As film began to threaten the popularity of the variety revue, he adapted to the trend, and a small part in Carol Reed’s Odd man out in 1946 began a long film career. A character actor, he became, with his famed white beard, film’s archetypal sailor, in The blue lagoon (1949), The crimson pirate (1952), Moby Dick (1956), and Mutiny on the Bounty (1962). After his performance in Merry Andrew in 1958 he was offered a seven-year contract by MGM. He turned it down, refusing to leave Ireland for such a lengthy period. Cast to play Balthazar in Ben Hur, he arranged a screen test for Tony O’Reilly, but O’Reilly preferred rugby to the prospect of acting, and Purcell lost the role of Balthazar owing to delays in production. In constant demand for his comic cameo performances, his part in Captain Boycott in 1947 made him a natural choice for many films with an Irish theme, including John Ford’s The rising of the moon (1957), Rooney (1958) and Shake hands with the devil (1959).

In 1957 he narrated Bord Fáilte’s promotional film Seven wonders of Ireland. Throughout his film career he supplemented his periodic stage appearances with television and radio work in Ireland, Britain and America.
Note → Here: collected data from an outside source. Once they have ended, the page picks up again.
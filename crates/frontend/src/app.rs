use crate::routes::AppRoutes;
use crate::system::auth::storage;
use leptos::prelude::*;

#[component]
pub fn App() -> impl IntoView {
    // Session is read once; the login page owns writing it.
    let session = RwSignal::new(storage::read_session());

    view! {
        <AppRoutes session=session />
    }
}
His most popular radio performance was in ‘The great Gilhooly’, made for the BBC Home Service in 1950. He claimed that he refused the role of Fagin in the 1960 musical Oliver, and was later disappointed that he was not offered a role in RTÉ’s 1980 production of Strumpet city. Retiring from film in 1973 after making The mackintosh man, his fifth film for John Huston, he became the quintessential Dublin raconteur and was soon identified with ‘The Dublin saunter’, a song composed for him by Leo Maguire (d. 1985). He still made occasional stage appearances: in 1976 in Noel Pearson’s production of ‘You ain’t heard nuttin’ yet’ and more unexpectedly after his recovery from throat cancer and pneumonia as the Cardinal in a 1982 production of ‘Tosca’.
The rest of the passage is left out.